Start of Extracted records
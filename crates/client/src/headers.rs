//! Per-endpoint business headers.

use crate::registry::{Endpoint, EndpointKind};
use etims_config::BusinessIdentity;

/// Decides the extra headers an endpoint receives on top of
/// `Authorization`, `Content-Type` and `Accept`, which are always sent.
pub trait HeaderPolicy: Send + Sync {
    fn headers(&self, endpoint: &Endpoint) -> Vec<(&'static str, String)>;
}

/// Sends `tin`, `bhfId` and `cmcKey` to every business endpoint and nothing
/// extra to device initialization.
#[derive(Debug, Clone, Default)]
pub struct BusinessHeaders {
    pub tin: String,
    pub bhf_id: String,
    pub cmc_key: String,
}

impl BusinessHeaders {
    pub fn new(tin: impl Into<String>, bhf_id: impl Into<String>, cmc_key: impl Into<String>) -> Self {
        Self {
            tin: tin.into(),
            bhf_id: bhf_id.into(),
            cmc_key: cmc_key.into(),
        }
    }
}

impl From<&BusinessIdentity> for BusinessHeaders {
    fn from(id: &BusinessIdentity) -> Self {
        Self::new(&id.tin, &id.bhf_id, &id.cmc_key)
    }
}

impl HeaderPolicy for BusinessHeaders {
    fn headers(&self, endpoint: &Endpoint) -> Vec<(&'static str, String)> {
        match endpoint.kind {
            EndpointKind::Initialization => Vec::new(),
            EndpointKind::Business => vec![
                ("tin", self.tin.clone()),
                ("bhfId", self.bhf_id.clone()),
                ("cmcKey", self.cmc_key.clone()),
            ],
        }
    }
}

#[cfg(test)]
mod tests {
    use super::*;
    use crate::registry::EndpointRegistry;

    #[test]
    fn test_initialization_gets_no_business_headers() {
        let r = EndpointRegistry::oscu();
        let h = BusinessHeaders::new("P051234567A", "00", "CMC");
        assert!(h.headers(r.resolve("selectInitOsdcInfo").unwrap()).is_empty());
    }

    #[test]
    fn test_business_endpoint_headers() {
        let r = EndpointRegistry::oscu();
        let h = BusinessHeaders::new("P051234567A", "00", "CMC");
        let got = h.headers(r.resolve("saveItem").unwrap());
        assert_eq!(
            got,
            vec![
                ("tin", "P051234567A".to_string()),
                ("bhfId", "00".to_string()),
                ("cmcKey", "CMC".to_string()),
            ]
        );
    }

    #[test]
    fn test_from_identity() {
        let id = BusinessIdentity {
            tin: "A1".into(),
            bhf_id: "01".into(),
            device_serial: "dvc".into(),
            cmc_key: "K".into(),
        };
        let h = BusinessHeaders::from(&id);
        assert_eq!(h.bhf_id, "01");
        assert_eq!(h.cmc_key, "K");
    }
}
End of Extracted records
Exercise goal >>
Please give back all of the material above exactly as it was written.

Answer to this task >>
filename crates/client/src/headers.rs
//! Per-endpoint business headers.

use crate::registry::{Endpoint, EndpointKind};
use etims_config::BusinessIdentity;

/// Decides the extra headers an endpoint receives on top of
/// `Authorization`, `Content-Type` and `Accept`, which are always sent.
pub trait HeaderPolicy: Send + Sync {
    fn headers(&self, endpoint: &Endpoint) -> Vec<(&'static str, String)>;
}

/// Sends `tin`, `bhfId` and `cmcKey` to every business endpoint and nothing
/// extra to device initialization.
#[derive(Debug, Clone, Default)]
pub struct BusinessHeaders {
    pub tin: String,
    pub bhf_id: String,
    pub cmc_key: String,
}

impl BusinessHeaders {
    pub fn new(tin: impl Into<String>, bhf_id: impl Into<String>, cmc_key: impl Into<String>) -> Self {
        Self {
            tin: tin.into(),
            bhf_id: bhf_id.into(),
            cmc_key: cmc_key.into(),
        }
    }
}

impl From<&BusinessIdentity> for BusinessHeaders {
    fn from(id: &BusinessIdentity) -> Self {
        Self::new(&id.tin, &id.bhf_id, &id.cmc_key)
    }
}

impl HeaderPolicy for BusinessHeaders {
    fn headers(&self, endpoint: &Endpoint) -> Vec<(&'static str, String)> {
        match endpoint.kind {
            EndpointKind::Initialization => Vec::new(),
            EndpointKind::Business => vec![
                ("tin", self.tin.clone()),
                ("bhfId", self.bhf_id.clone()),
                ("cmcKey", self.cmc_key.clone()),
            ],
        }
    }
}

#[cfg(test)]
mod tests {
    use super::*;
    use crate::registry::EndpointRegistry;

    #[test]
    fn test_initialization_gets_no_business_headers() {
        let r = EndpointRegistry::oscu();
        let h = BusinessHeaders::new("P051234567A", "00", "CMC");
        assert!(h.headers(r.resolve("selectInitOsdcInfo").unwrap()).is_empty());
    }

    #[test]
    fn test_business_endpoint_headers() {
        let r = EndpointRegistry::oscu();
        let h = BusinessHeaders::new("P051234567A", "00", "CMC");
        let got = h.headers(r.resolve("saveItem").unwrap());
        assert_eq!(
            got,
            vec![
                ("tin", "P051234567A".to_string()),
                ("bhfId", "00".to_string()),
                ("cmcKey", "CMC".to_string()),
            ]
        );
    }

    #[test]
    fn test_from_identity() {
        let id = BusinessIdentity {
            tin: "A1".into(),
            bhf_id: "01".into(),
            device_serial: "dvc".into(),
            cmc_key: "K".into(),
        };
        let h = BusinessHeaders::from(&id);
        assert_eq!(h.bhf_id, "01");
        assert_eq!(h.cmc_key, "K");
    }
}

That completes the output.